Submitted to: BMC Genomics
Publication Type: Peer Reviewed Journal
Publication Acceptance Date: 4/20/2015
Publication Date: 5/7/2015
Citation: Lozano, R., Hamblin, M., Prochnik, S., Jannink, J. 2015. Identification and distribution of the NBS-LRR gene family in the cassava genome. BMC Genomics. 16:360. doi: 10.1186/s12864-015-1554-9.

Interpretive Summary: Plant resistance genes (R genes) exist in large families and usually contain both a nucleotide-binding site domain and a leucine-rich repeat domain, so that these genes are called NBS-LRR genes. The genome sequence of cassava (Manihot esculenta) is a valuable resource for analyzing the genomic organization of resistance genes in this crop. With searches for protein family domains and manual curation of the cassava gene annotations, we identified 228 NBS-LRR type genes and 99 partial NBS genes. These represent almost 1% of all the genes predicted to be in the cassava genome. The genes show high sequence similarity to proteins from other plant species. 63% of the 327 R genes occurred in 39 mostly homogeneous clusters, containing NBS-LRRs derived from a recent common ancestor. This study provides insight into the evolution of NBS-LRR genes in the cassava genome that may aid efforts to further characterize the function of these predicted R genes.
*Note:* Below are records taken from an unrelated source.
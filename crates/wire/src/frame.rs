// SPDX-License-Identifier: BUSL-1.1
// Copyright (c) 2026 Alfred Jean LLC

//! Length-prefixed frame encoding for the stream carrier.

use crate::message::{Message, MessageBody, MessageKind, ProtocolInfo};
use crate::WireError;
use fluxion_buffer::Options;
use fluxion_core::Event;
use tokio::io::{AsyncRead, AsyncReadExt, AsyncWrite, AsyncWriteExt};

/// Maximum frame body size (200 MB).
pub const MAX_FRAME_SIZE: usize = 200 * 1024 * 1024;

/// Frame body layout: `type(u8)` ∥ `unit_id(i32 BE)` ∥ payload.
const HEADER_LEN: usize = 5;

/// Encode a message body (without the length prefix).
pub fn encode_body(msg: &Message) -> Result<Vec<u8>, WireError> {
    let mut buf = Vec::with_capacity(32);
    buf.push(msg.kind().as_u8());
    buf.extend_from_slice(&msg.unit_id.to_be_bytes());
    match &msg.body {
        MessageBody::InfoRequest
        | MessageBody::Start
        | MessageBody::Stop
        | MessageBody::Terminated => {}
        MessageBody::InfoResponse(info) => buf.extend(rmp_serde::to_vec_named(info)?),
        MessageBody::BufferOption(opts) => buf.extend(rmp_serde::to_vec_named(opts)?),
        // Configure bytes are already MessagePack; carried verbatim.
        MessageBody::Configure(bytes) => buf.extend_from_slice(bytes),
        MessageBody::Event(ev) | MessageBody::EventChain(ev) => {
            buf.extend(rmp_serde::to_vec_named(ev)?)
        }
    }
    if buf.len() > MAX_FRAME_SIZE {
        return Err(WireError::FrameTooLarge { size: buf.len(), max: MAX_FRAME_SIZE });
    }
    Ok(buf)
}

/// Decode a frame body produced by [`encode_body`].
pub fn decode_body(bytes: &[u8]) -> Result<Message, WireError> {
    if bytes.len() < HEADER_LEN {
        return Err(WireError::Truncated(bytes.len()));
    }
    let kind = MessageKind::from_u8(bytes[0]).ok_or(WireError::UnknownType(bytes[0]))?;
    let unit_id = i32::from_be_bytes([bytes[1], bytes[2], bytes[3], bytes[4]]);
    let payload = &bytes[HEADER_LEN..];

    let body = match kind {
        MessageKind::InfoRequest => MessageBody::InfoRequest,
        MessageKind::Start => MessageBody::Start,
        MessageKind::Stop => MessageBody::Stop,
        MessageKind::Terminated => MessageBody::Terminated,
        MessageKind::InfoResponse => {
            let info: ProtocolInfo = rmp_serde::from_slice(payload)?;
            MessageBody::InfoResponse(info)
        }
        MessageKind::BufferOption => {
            let opts: Options = rmp_serde::from_slice(payload)?;
            MessageBody::BufferOption(opts)
        }
        MessageKind::Configure => MessageBody::Configure(payload.to_vec()),
        MessageKind::Event => MessageBody::Event(rmp_serde::from_slice::<Event>(payload)?),
        MessageKind::EventChain => {
            MessageBody::EventChain(rmp_serde::from_slice::<Event>(payload)?)
        }
    };
    Ok(Message { unit_id, body })
}

/// Read one length-prefixed frame. A clean EOF before the length prefix
/// maps to [`WireError::ConnectionClosed`]; EOF inside a frame is a
/// protocol error.
pub async fn read_frame<R: AsyncRead + Unpin>(reader: &mut R) -> Result<Message, WireError> {
    let mut len_buf = [0u8; 4];
    match reader.read_exact(&mut len_buf).await {
        Ok(_) => {}
        Err(e) if e.kind() == std::io::ErrorKind::UnexpectedEof => {
            return Err(WireError::ConnectionClosed);
        }
        Err(e) => return Err(WireError::Io(e)),
    }
    let len = u32::from_be_bytes(len_buf) as usize;
    if len > MAX_FRAME_SIZE {
        return Err(WireError::FrameTooLarge { size: len, max: MAX_FRAME_SIZE });
    }

    let mut buf = vec![0u8; len];
    match reader.read_exact(&mut buf).await {
        Ok(_) => {}
        Err(e) if e.kind() == std::io::ErrorKind::UnexpectedEof => {
            return Err(WireError::Truncated(len));
        }
        Err(e) => return Err(WireError::Io(e)),
    }
    decode_body(&buf)
}

/// Write one length-prefixed frame and flush.
pub async fn write_frame<W: AsyncWrite + Unpin>(
    writer: &mut W,
    msg: &Message,
) -> Result<(), WireError> {
    let body = encode_body(msg)?;
    writer.write_all(&(body.len() as u32).to_be_bytes()).await?;
    writer.write_all(&body).await?;
    writer.flush().await?;
    Ok(())
}

#[cfg(test)]
#[path = "frame_tests.rs"]
mod tests;
// SPDX-License-Identifier: BUSL-1.1
// Copyright (c) 2026 Alfred Jean LLC

use super::*;
use crate::options::{HumanDuration, HumanSize};
use std::collections::VecDeque;
use tokio::time::{sleep, Duration, Instant};

/// Scripted handler: records every attempt, pops one outcome per call
/// (default Ok), and remembers which items each attempt saw.
#[derive(Clone)]
struct RecordingHandler {
    log: Arc<Mutex<Log>>,
}

#[derive(Default)]
struct Log {
    /// Items seen by each write call, in call order.
    attempts: Vec<Vec<String>>,
    attempt_times: Vec<Instant>,
    /// Items acknowledged as written (full batches and partial prefixes).
    written: Vec<String>,
    outcomes: VecDeque<Outcome>,
}

#[derive(Clone, Copy)]
enum Outcome {
    Ok,
    Fail,
    Partial(usize),
}

impl RecordingHandler {
    fn new(outcomes: impl IntoIterator<Item = Outcome>) -> Self {
        Self {
            log: Arc::new(Mutex::new(Log {
                outcomes: outcomes.into_iter().collect(),
                ..Log::default()
            })),
        }
    }

    fn attempts(&self) -> Vec<Vec<String>> {
        self.log.lock().attempts.clone()
    }

    fn attempt_gaps_ms(&self) -> Vec<u128> {
        let times = self.log.lock().attempt_times.clone();
        times.windows(2).map(|w| (w[1] - w[0]).as_millis()).collect()
    }

    fn written(&self) -> Vec<String> {
        self.log.lock().written.clone()
    }
}

#[async_trait]
impl Handler<String> for RecordingHandler {
    async fn write(&mut self, items: &[String]) -> Result<(), WriteError> {
        let mut log = self.log.lock();
        log.attempts.push(items.to_vec());
        log.attempt_times.push(Instant::now());
        match log.outcomes.pop_front().unwrap_or(Outcome::Ok) {
            Outcome::Ok => {
                log.written.extend(items.iter().cloned());
                Ok(())
            }
            Outcome::Fail => Err(WriteError::fresh("scripted failure")),
            Outcome::Partial(n) => {
                log.written.extend(items[..n].iter().cloned());
                Err(WriteError::new(n, "scripted partial"))
            }
        }
    }
}

fn opts(chunk: u64, queue: u64, flush: HumanDuration) -> Options {
    Options {
        max_chunk_size: HumanSize(chunk),
        max_queue_size: HumanSize(queue),
        flush_interval: flush,
        retry_interval: HumanDuration::from_millis(10),
        max_retry_interval: HumanDuration::from_secs(1),
        ..Options::default()
    }
}

/// An item of exactly `size` bytes, labeled by `n`.
fn item(n: usize, size: usize) -> String {
    format!("{n:0>size$}")
}

#[tokio::test(start_paused = true)]
async fn chunks_split_at_size_boundary() {
    let handler = RecordingHandler::new([]);
    let buf = Memory::new(&opts(300, 64, HumanDuration::from_secs(3600)), handler.clone());

    for n in 0..10 {
        buf.push(item(n, 100)).unwrap();
    }
    sleep(Duration::from_millis(1)).await;
    buf.close().await;

    let sizes: Vec<usize> = handler.attempts().iter().map(Vec::len).collect();
    assert_eq!(sizes, vec![3, 3, 3, 1]);

    let expected: Vec<String> = (0..10).map(|n| item(n, 100)).collect();
    assert_eq!(handler.written(), expected);
}

#[tokio::test(start_paused = true)]
async fn oversized_item_rejected() {
    let handler = RecordingHandler::new([]);
    let buf = Memory::new(&opts(100, 64, HumanDuration::from_secs(3600)), handler);

    match buf.push(item(0, 101)) {
        Err(BufferError::TooLarge { size: 101, max: 100 }) => {}
        other => panic!("expected TooLarge, got {other:?}"),
    }
}

#[tokio::test(start_paused = true)]
async fn retry_backoff_doubles() {
    let handler =
        RecordingHandler::new([Outcome::Fail, Outcome::Fail, Outcome::Fail, Outcome::Ok]);
    let buf = Memory::new(&opts(1000, 64, HumanDuration::from_millis(0)), handler.clone());

    buf.push("a".to_string()).unwrap();
    sleep(Duration::from_millis(200)).await;

    assert_eq!(handler.attempt_gaps_ms(), vec![10, 20, 40]);
    assert_eq!(handler.written(), vec!["a".to_string()]);
    buf.close().await;
}

#[tokio::test(start_paused = true)]
async fn retry_backoff_clamps_at_max() {
    let handler = RecordingHandler::new(
        [Outcome::Fail, Outcome::Fail, Outcome::Fail, Outcome::Fail, Outcome::Ok],
    );
    let mut options = opts(1000, 64, HumanDuration::from_millis(0));
    options.max_retry_interval = HumanDuration::from_millis(25);
    let buf = Memory::new(&options, handler.clone());

    buf.push("a".to_string()).unwrap();
    sleep(Duration::from_millis(200)).await;

    assert_eq!(handler.attempt_gaps_ms(), vec![10, 20, 25, 25]);
    buf.close().await;
}

#[tokio::test(start_paused = true)]
async fn partial_write_retries_suffix_in_order() {
    let handler = RecordingHandler::new([Outcome::Partial(1), Outcome::Ok]);
    let buf = Memory::new(&opts(1000, 64, HumanDuration::from_millis(0)), handler.clone());

    buf.push("a".to_string()).unwrap();
    buf.push("b".to_string()).unwrap();
    buf.push("c".to_string()).unwrap();
    sleep(Duration::from_millis(50)).await;

    let attempts = handler.attempts();
    assert_eq!(attempts[0], vec!["a", "b", "c"]);
    assert_eq!(attempts[1], vec!["b", "c"]);
    assert_eq!(handler.written(), vec!["a", "b", "c"]);
    buf.close().await;
}

#[tokio::test(start_paused = true)]
async fn fifo_preserved_under_success() {
    let handler = RecordingHandler::new([]);
    let buf = Memory::new(&opts(250, 64, HumanDuration::from_millis(0)), handler.clone());

    for n in 0..20 {
        buf.push(item(n, 100)).unwrap();
        if n % 3 == 0 {
            sleep(Duration::from_millis(1)).await;
        }
    }
    sleep(Duration::from_millis(5)).await;
    buf.close().await;

    let expected: Vec<String> = (0..20).map(|n| item(n, 100)).collect();
    assert_eq!(handler.written(), expected);
}

#[tokio::test(start_paused = true)]
async fn full_queue_drops_oldest_chunk() {
    // First write fails and parks the flush task in a long backoff, so
    // chunks pile up behind it.
    let handler = RecordingHandler::new([Outcome::Fail]);
    let mut options = opts(100, 2, HumanDuration::from_secs(3600));
    options.retry_interval = HumanDuration::from_secs(3600);
    let buf = Memory::new(&options, handler.clone());

    buf.push(item(0, 100)).unwrap();
    buf.push(item(1, 100)).unwrap();
    sleep(Duration::from_millis(1)).await; // flush picks up chunk 0, fails, parks
    buf.push(item(2, 100)).unwrap();
    buf.push(item(3, 100)).unwrap(); // queue would be [3, 2, 1]; 1 is dropped

    assert_eq!(buf.dropped_chunks(), 1);
    assert_eq!(buf.queued_chunks(), 2);

    buf.close().await;
    // Close drains the parked chunk first, then the two newest.
    assert_eq!(handler.written(), vec![item(0, 100), item(2, 100), item(3, 100)]);
}

#[tokio::test(start_paused = true)]
async fn queue_length_never_exceeds_cap() {
    let handler = RecordingHandler::new(std::iter::repeat_n(Outcome::Fail, 100));
    let mut options = opts(100, 3, HumanDuration::from_secs(3600));
    options.retry_interval = HumanDuration::from_secs(3600);
    let buf = Memory::new(&options, handler);

    for n in 0..50 {
        buf.push(item(n, 40)).unwrap();
        assert!(buf.queued_chunks() <= 3, "queue overflowed at push {n}");
    }
}

#[tokio::test(start_paused = true)]
async fn close_flushes_remaining_chunks() {
    let handler = RecordingHandler::new([]);
    let buf = Memory::new(&opts(1000, 64, HumanDuration::from_secs(3600)), handler.clone());

    buf.push("a".to_string()).unwrap();
    buf.push("b".to_string()).unwrap();
    buf.close().await;

    assert_eq!(handler.attempts(), vec![vec!["a".to_string(), "b".to_string()]]);
    assert!(matches!(buf.push("c".to_string()), Err(BufferError::Closed)));
}

#[tokio::test(start_paused = true)]
async fn close_logs_but_does_not_retry_drain_failures() {
    let handler = RecordingHandler::new([Outcome::Fail]);
    let buf = Memory::new(&opts(1000, 64, HumanDuration::from_secs(3600)), handler.clone());

    buf.push("a".to_string()).unwrap();
    buf.close().await;

    // One attempt only; the chunk is dropped, not retried.
    assert_eq!(handler.attempts().len(), 1);
    assert!(handler.written().is_empty());
}
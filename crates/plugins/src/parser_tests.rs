// SPDX-License-Identifier: BUSL-1.1
// Copyright (c) 2026 Alfred Jean LLC

use super::*;
use yare::parameterized;

#[test]
fn raw_wraps_line_as_message() {
    let record = LineFormat::Raw.parse("hello world").unwrap();
    assert_eq!(record["message"], "hello world");
}

#[test]
fn json_lines_become_records() {
    let format = LineFormat::new("json", None).unwrap();
    let record = format.parse(r#"{"status": 200, "path": "/x"}"#).unwrap();
    assert_eq!(record["status"], 200);
    assert_eq!(record["path"], "/x");
}

#[test]
fn json_rejects_garbage() {
    let format = LineFormat::new("json", None).unwrap();
    assert!(matches!(format.parse("not json"), Err(ParseError::Line(_))));
}

#[test]
fn ltsv_splits_labeled_fields() {
    let record = LineFormat::Ltsv.parse("host:1.2.3.4\tstatus:200\tpath:/index").unwrap();
    assert_eq!(record["host"], "1.2.3.4");
    assert_eq!(record["status"], "200");
    assert_eq!(record["path"], "/index");
}

#[test]
fn ltsv_rejects_unlabeled_field() {
    assert!(matches!(LineFormat::Ltsv.parse("no-colon-here"), Err(ParseError::Line(_))));
}

#[test]
fn regexp_uses_named_captures() {
    let format =
        LineFormat::new("regexp", Some(r"^(?P<verb>\S+) (?P<path>\S+)$")).unwrap();
    let record = format.parse("GET /index.html").unwrap();
    assert_eq!(record["verb"], "GET");
    assert_eq!(record["path"], "/index.html");
}

#[test]
fn regexp_requires_pattern() {
    assert!(LineFormat::new("regexp", None).is_err());
}

#[parameterized(
    unknown = { "xml" },
    typo = { "jsonl" },
)]
fn unknown_formats_rejected(format: &str) {
    assert!(LineFormat::new(format, None).is_err());
}

#[test]
fn time_parser_reads_utc_when_no_zone() {
    let parser = TimeParser::new("time", "%Y-%m-%d %H:%M:%S", None).unwrap();
    let mut record = Record::new();
    record.insert("time".into(), Value::String("2026-03-01 12:00:00".into()));
    let time = parser.extract(&record).unwrap().unwrap();
    assert_eq!(time.as_secs(), 1_772_366_400);
}

#[test]
fn time_parser_honors_fixed_offset() {
    let utc = TimeParser::new("time", "%Y-%m-%d %H:%M:%S", None).unwrap();
    let tokyo = TimeParser::new("time", "%Y-%m-%d %H:%M:%S", Some("+09:00")).unwrap();
    let mut record = Record::new();
    record.insert("time".into(), Value::String("2026-03-01 12:00:00".into()));

    let utc_time = utc.extract(&record).unwrap().unwrap();
    let tokyo_time = tokyo.extract(&record).unwrap().unwrap();
    assert_eq!(utc_time.as_secs() - tokyo_time.as_secs(), 9 * 3600);
}

#[test]
fn time_parser_uses_embedded_zone() {
    let parser = TimeParser::new("time", "%Y-%m-%dT%H:%M:%S%z", Some("+09:00")).unwrap();
    let mut record = Record::new();
    record.insert("time".into(), Value::String("2026-03-01T12:00:00+0000".into()));
    let time = parser.extract(&record).unwrap().unwrap();
    // The embedded +0000 wins over the configured offset.
    assert_eq!(time.as_secs(), 1_772_366_400);
}

#[test]
fn time_parser_missing_field_is_none() {
    let parser = TimeParser::new("time", "%Y", None).unwrap();
    assert!(parser.extract(&Record::new()).unwrap().is_none());
}

#[test]
fn time_parser_bad_value_is_error() {
    let parser = TimeParser::new("time", "%Y-%m-%d", None).unwrap();
    let mut record = Record::new();
    record.insert("time".into(), Value::String("not a date".into()));
    assert!(matches!(parser.extract(&record), Err(ParseError::Time { .. })));
}
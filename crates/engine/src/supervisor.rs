// SPDX-License-Identifier: BUSL-1.1
// Copyright (c) 2026 Alfred Jean LLC

//! Plugin process supervisor.
//!
//! Spawns each registered `fluxion-<name>` command with piped
//! stdin/stdout (the IPC pipe) and inherited stderr, and restarts it per
//! policy. Before every spawn the entry's prepare hook installs the
//! fresh pipe endpoints into the owning engine instance.

use fluxion_wire::Pipe;
use parking_lot::Mutex;
use std::process::Stdio;
use std::sync::Arc;
use std::time::Duration;
use tokio::process::Command;
use tokio::task::JoinHandle;
use tokio::time::sleep;
use tokio_util::sync::CancellationToken;
use tracing::{debug, info, warn};

/// What to do when a plugin process exits.
#[derive(Debug, Clone, Copy, Default, PartialEq, Eq)]
pub enum RestartPolicy {
    /// Restart on any exit, clean or not.
    Always,
    /// Restart only on non-zero exit or spawn failure.
    #[default]
    OnError,
    Never,
}

/// Installs new pipe endpoints into the engine instance on each spawn.
pub(crate) type PrepareFn = Arc<dyn Fn(Pipe) + Send + Sync>;
/// Crash reporting callback.
pub(crate) type CrashFn = Arc<dyn Fn(String) + Send + Sync>;

pub(crate) struct ProcessEntry {
    pub name: String,
    pub command: String,
    pub prepare: PrepareFn,
    pub on_crash: CrashFn,
}

/// Supervises every external plugin process of an engine.
pub(crate) struct Supervisor {
    policy: RestartPolicy,
    restart_delay: Duration,
    entries: Mutex<Vec<ProcessEntry>>,
    cancel: CancellationToken,
    tasks: Mutex<Vec<JoinHandle<()>>>,
}

impl Supervisor {
    pub fn new(policy: RestartPolicy, restart_delay: Duration) -> Self {
        Self {
            policy,
            restart_delay,
            entries: Mutex::new(Vec::new()),
            cancel: CancellationToken::new(),
            tasks: Mutex::new(Vec::new()),
        }
    }

    /// Register a process. Must be called before [`Supervisor::start`].
    pub fn add(&self, entry: ProcessEntry) {
        self.entries.lock().push(entry);
    }

    /// Spawn one supervision task per registered process.
    pub fn start(&self) {
        let entries: Vec<ProcessEntry> = self.entries.lock().drain(..).collect();
        let mut tasks = self.tasks.lock();
        for entry in entries {
            tasks.push(tokio::spawn(supervise(
                entry,
                self.policy,
                self.restart_delay,
                self.cancel.clone(),
            )));
        }
    }

    /// Kill remaining children and wait for supervision tasks to finish.
    pub async fn stop(&self) {
        self.cancel.cancel();
        let tasks: Vec<JoinHandle<()>> = self.tasks.lock().drain(..).collect();
        for task in tasks {
            if task.await.is_err() {
                warn!("supervision task panicked");
            }
        }
    }
}

async fn supervise(
    entry: ProcessEntry,
    policy: RestartPolicy,
    restart_delay: Duration,
    cancel: CancellationToken,
) {
    loop {
        match spawn_child(&entry) {
            Ok(mut child) => {
                info!(plugin = %entry.name, command = %entry.command, "plugin process started");
                tokio::select! {
                    status = child.wait() => match status {
                        Ok(status) if status.success() => {
                            info!(plugin = %entry.name, "plugin process exited cleanly");
                            if policy != RestartPolicy::Always {
                                return;
                            }
                        }
                        Ok(status) => {
                            (entry.on_crash)(format!("exited with {status}"));
                            if policy == RestartPolicy::Never {
                                return;
                            }
                        }
                        Err(err) => {
                            (entry.on_crash)(format!("wait failed: {err}"));
                            if policy == RestartPolicy::Never {
                                return;
                            }
                        }
                    },
                    _ = cancel.cancelled() => {
                        if let Err(err) = child.kill().await {
                            warn!(plugin = %entry.name, error = %err, "kill failed");
                        }
                        debug!(plugin = %entry.name, "plugin process killed");
                        return;
                    }
                }
            }
            Err(err) => {
                (entry.on_crash)(format!("spawn failed: {err}"));
                if policy == RestartPolicy::Never {
                    return;
                }
            }
        }

        tokio::select! {
            _ = sleep(restart_delay) => {}
            _ = cancel.cancelled() => return,
        }
    }
}

fn spawn_child(entry: &ProcessEntry) -> std::io::Result<tokio::process::Child> {
    let mut child = Command::new(&entry.command)
        .stdin(Stdio::piped())
        .stdout(Stdio::piped())
        .stderr(Stdio::inherit())
        .kill_on_drop(true)
        .spawn()?;

    // stdout carries plugin → engine traffic, stdin the reverse.
    match (child.stdout.take(), child.stdin.take()) {
        (Some(stdout), Some(stdin)) => {
            (entry.prepare)(Pipe::from_stream(stdout, stdin));
            Ok(child)
        }
        _ => Err(std::io::Error::other("child spawned without piped stdio")),
    }
}

#[cfg(test)]
#[path = "supervisor_tests.rs"]
mod tests;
Technical Abstract: Plant resistance genes (R genes) exist in large families and usually contain both a nucleotide-binding site domain and a leucine-rich repeat domain, denoted NBS-LRR. The genome sequence of cassava (Manihot esculenta) is a valuable resource for analyzing the genomic organization of resistance genes in this crop. With searches for Pfam domains and manual curation of the cassava gene annotations, we identified 228 NBS-LRR type genes and 99 partial NBS genes. These represent almost 1% of the total predicted genes and show high sequence similarity to proteins from other plant species. Furthermore, 34 contained an N-terminal toll/interleukin (TIR)-like domain, and 128 contained an N-terminal coiled-coil (CC) domain. 63% of the 327 R genes occurred in 39 clusters on the chromosomes. These clusters are mostly homogeneous, containing NBS-LRRs derived from a recent common ancestor. This study provides insight into the evolution of NBS-LRR genes in the cassava genome; the phylogenetic and mapping information may aid efforts to further characterize the function of these predicted R genes.